Medicare Part D Coverage Disclosure

Sponsors of group health plans that provide prescription drug coverage must notify Medicare-eligible participants and beneficiaries as to whether the drug coverage offered is “creditable” or “non-creditable” prior to October 15th. Note that the rule is to provide the notice to both participants and beneficiaries (ex. spouses), so unless the plan sponsor is 100% certain that no individual on the plan, either subscriber or member, is eligible for Medicare, we recommend providing this notice to all employees on an annual basis (prior to Oct. 15) and include it in the Summary Plan Description or wrap document given to new hires.

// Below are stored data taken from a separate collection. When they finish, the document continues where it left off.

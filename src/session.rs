//! Active session tracking.

use std::collections::HashSet;
use std::sync::{Mutex, PoisonError};

use crate::telemetry::MetricRegistry;

/// Set of active session ids mirrored into the active-sessions gauge.
///
/// Both mutations are idempotent. After each one the gauge is set to the
/// set's current size rather than adjusted, so it cannot drift.
#[derive(Debug, Default)]
pub struct SessionTracker {
    active: Mutex<HashSet<String>>,
}

impl SessionTracker {
    pub fn new() -> Self {
        Self::default()
    }

    /// Add a session. Adding an id that is already active has no effect.
    pub fn mark_start(&self, id: &str) {
        let mut active = self.active.lock().unwrap_or_else(PoisonError::into_inner);
        active.insert(id.to_owned());
        MetricRegistry::set_active_sessions(active.len());
    }

    /// Remove a session. Unknown ids are ignored.
    pub fn mark_end(&self, id: &str) {
        let mut active = self.active.lock().unwrap_or_else(PoisonError::into_inner);
        active.remove(id);
        MetricRegistry::set_active_sessions(active.len());
    }

    pub fn active_count(&self) -> usize {
        self.active
            .lock()
            .unwrap_or_else(PoisonError::into_inner)
            .len()
    }

    pub fn contains(&self, id: &str) -> bool {
        self.active
            .lock()
            .unwrap_or_else(PoisonError::into_inner)
            .contains(id)
    }
}
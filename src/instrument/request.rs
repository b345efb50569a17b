//! Inbound request instrumentation.

use std::future::Future;
use std::sync::Arc;
use std::time::Instant;

use opentelemetry::KeyValue;
use tracing::{error, info, warn};

use super::CANCELLED_KIND;
use crate::error::ErrorClass;
use crate::telemetry::registry::{COMPONENT_API, SEVERITY_HIGH};
use crate::telemetry::{MetricRegistry, SpanGuard, TelemetryContext, truncate_label};

/// User agent label used when the caller sends none.
const UNKNOWN_CALLER: &str = "unknown";

/// `status_code` label of every failed or cancelled request.
const FAILURE_STATUS: u16 = 500;

/// Request-side hooks the instrumentor reads before invoking the handler.
pub trait InstrumentedRequest {
    /// Textual payload whose length is attached to the span.
    fn payload(&self) -> Option<&str> {
        None
    }

    /// Caller-identifying header (user agent).
    fn caller(&self) -> Option<&str> {
        None
    }
}

/// Response-side hook the instrumentor reads after a successful call.
pub trait InstrumentedResponse {
    /// Length of the textual response, in characters.
    fn response_length(&self) -> usize {
        0
    }
}

impl InstrumentedRequest for () {}

impl InstrumentedResponse for () {}

impl InstrumentedResponse for String {
    fn response_length(&self) -> usize {
        self.chars().count()
    }
}

/// Wraps inbound request handlers with metrics and a span.
///
/// ```rust,ignore
/// let instrumentor = RequestInstrumentor::new(telemetry, "mental_health", "POST", "/api/mental-health");
/// let reply = instrumentor.run(request, |req| handle(req)).await?;
/// ```
#[derive(Debug, Clone)]
pub struct RequestInstrumentor {
    telemetry: Arc<TelemetryContext>,
    operation: String,
    method: String,
    endpoint: String,
}

impl RequestInstrumentor {
    pub fn new(
        telemetry: Arc<TelemetryContext>,
        operation: impl Into<String>,
        method: impl Into<String>,
        endpoint: impl Into<String>,
    ) -> Self {
        Self {
            telemetry,
            operation: operation.into(),
            method: method.into(),
            endpoint: endpoint.into(),
        }
    }

    pub fn operation(&self) -> &str {
        &self.operation
    }

    /// Invoke `op` with `input`, recording the outcome.
    ///
    /// The handler's output or error is returned unchanged.
    pub async fn run<I, O, E, F, Fut>(&self, input: I, op: F) -> Result<O, E>
    where
        I: InstrumentedRequest,
        O: InstrumentedResponse,
        E: std::error::Error + ErrorClass,
        F: FnOnce(I) -> Fut,
        Fut: Future<Output = Result<O, E>>,
    {
        let scope = RequestScope::open(self, &input);
        let result = op(input).await;
        match &result {
            Ok(output) => scope.succeed(output.response_length()),
            Err(e) => scope.fail(e),
        }
        result
    }

    /// Bind `op` to this instrumentor, producing a reusable handler.
    pub fn wrap<F>(self, op: F) -> InstrumentedHandler<F> {
        InstrumentedHandler {
            instrumentor: self,
            op,
        }
    }
}

/// A handler bound to its instrumentor.
pub struct InstrumentedHandler<F> {
    instrumentor: RequestInstrumentor,
    op: F,
}

impl<F> InstrumentedHandler<F> {
    /// Invoke the wrapped handler.
    pub async fn call<I, O, E, Fut>(&self, input: I) -> Result<O, E>
    where
        I: InstrumentedRequest,
        O: InstrumentedResponse,
        E: std::error::Error + ErrorClass,
        F: Fn(I) -> Fut,
        Fut: Future<Output = Result<O, E>>,
    {
        self.instrumentor.run(input, &self.op).await
    }

    pub fn instrumentor(&self) -> &RequestInstrumentor {
        &self.instrumentor
    }
}

/// One in-flight request. Finishing consumes the span; a scope dropped with
/// its span still present was cancelled.
struct RequestScope<'a> {
    instrumentor: &'a RequestInstrumentor,
    start: Instant,
    user_agent: String,
    input_length: usize,
    span: Option<SpanGuard>,
}

impl<'a> RequestScope<'a> {
    fn open(instrumentor: &'a RequestInstrumentor, input: &impl InstrumentedRequest) -> Self {
        let start = Instant::now();
        let telemetry = &instrumentor.telemetry;
        let mut span = telemetry.start_span(
            instrumentor.operation.clone(),
            vec![
                KeyValue::new("service.name", telemetry.service_name().to_owned()),
                KeyValue::new("operation.name", instrumentor.operation.clone()),
            ],
        );

        let input_length = input.payload().map_or(0, |p| p.chars().count());
        if input.payload().is_some() {
            span.set_attribute(KeyValue::new("request.input_length", input_length as i64));
        }

        let user_agent = match input.caller() {
            Some(caller) => {
                let truncated = truncate_label(caller);
                span.set_attribute(KeyValue::new("http.user_agent", truncated.clone()));
                truncated
            }
            None => UNKNOWN_CALLER.to_string(),
        };

        Self {
            instrumentor,
            start,
            user_agent,
            input_length,
            span: Some(span),
        }
    }

    fn succeed(mut self, response_length: usize) {
        let Some(mut span) = self.span.take() else {
            return;
        };
        let i = self.instrumentor;
        let duration = self.start.elapsed().as_secs_f64();

        MetricRegistry::record_request(&i.method, &i.endpoint, 200, &self.user_agent);
        MetricRegistry::record_request_duration(&i.method, &i.endpoint, duration);
        i.telemetry.mirror(|m| m.request(&i.method, &i.endpoint, true));

        span.set_attribute(KeyValue::new("http.status_code", 200_i64));
        span.set_attribute(KeyValue::new("response.length", response_length as i64));
        span.set_attribute(KeyValue::new("request.duration", duration));

        info!(
            operation = %i.operation,
            duration_s = duration,
            input_length = self.input_length,
            response_length,
            trace_id = span.trace_id().as_deref().unwrap_or("-"),
            "request completed"
        );
        span.ok();
    }

    fn fail<E>(mut self, err: &E)
    where
        E: std::error::Error + ErrorClass,
    {
        let Some(mut span) = self.span.take() else {
            return;
        };
        let i = self.instrumentor;
        let kind = err.error_kind();

        MetricRegistry::record_error(kind, SEVERITY_HIGH, COMPONENT_API);
        // Every failure counts as 500; `status_code()` only shapes the response.
        MetricRegistry::record_request(&i.method, &i.endpoint, FAILURE_STATUS, &self.user_agent);
        i.telemetry.mirror(|m| m.request(&i.method, &i.endpoint, false));

        span.set_attribute(KeyValue::new("error.type", kind.to_owned()));
        error!(
            operation = %i.operation,
            error_kind = kind,
            error = %err,
            duration_s = self.start.elapsed().as_secs_f64(),
            "request failed"
        );
        span.error(err);
    }
}

impl Drop for RequestScope<'_> {
    fn drop(&mut self) {
        let Some(mut span) = self.span.take() else {
            return;
        };
        let i = self.instrumentor;

        MetricRegistry::record_error(CANCELLED_KIND, SEVERITY_HIGH, COMPONENT_API);
        MetricRegistry::record_request(&i.method, &i.endpoint, FAILURE_STATUS, &self.user_agent);
        i.telemetry.mirror(|m| m.request(&i.method, &i.endpoint, false));

        span.set_attribute(KeyValue::new("error.type", CANCELLED_KIND));
        warn!(operation = %i.operation, "request cancelled before completion");
        // Dropping the guard closes the span as cancelled.
        drop(span);
    }
}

Medicare Part D is a federal program to subsidize the cost of prescription drugs for Medicare beneficiaries. If the employer-sponsored prescription drug plan is expected to pay out as much as standard Medicare drug coverage it is considered “creditable” coverage, and if it is expected to pay out less than it is “non-creditable” coverage. This is an important distinction for the newly eligible, for they need to be aware of the options available in order to enroll in the appropriate plan; they will choose the employer-sponsored coverage if it is creditable or enroll in a Medicare Advantage plan that covers prescription drug services if employer-sponsored coverage is non-creditable.

Individuals can sign up for Medicare Part D coverage when they become eligible for Medicare Part A and Part B, or during the open enrollment period. The open enrollment period for Medicare Part D is October 15th to December 7th. Employers must distribute notices to Medicare-eligible plan participants and beneficiaries so that these individuals can make prudent choices regarding their prescription drug coverage. If an individual does not join Medicare Part D when initially eligible, and does not have creditable coverage and enrolls at a later date, the premium he or she will pay will include a penalty payment for late enrollment. This penalty is cumulative over time.

The Centers for Medicare & Medicaid Services (CMS) provides model notices for employers – click here.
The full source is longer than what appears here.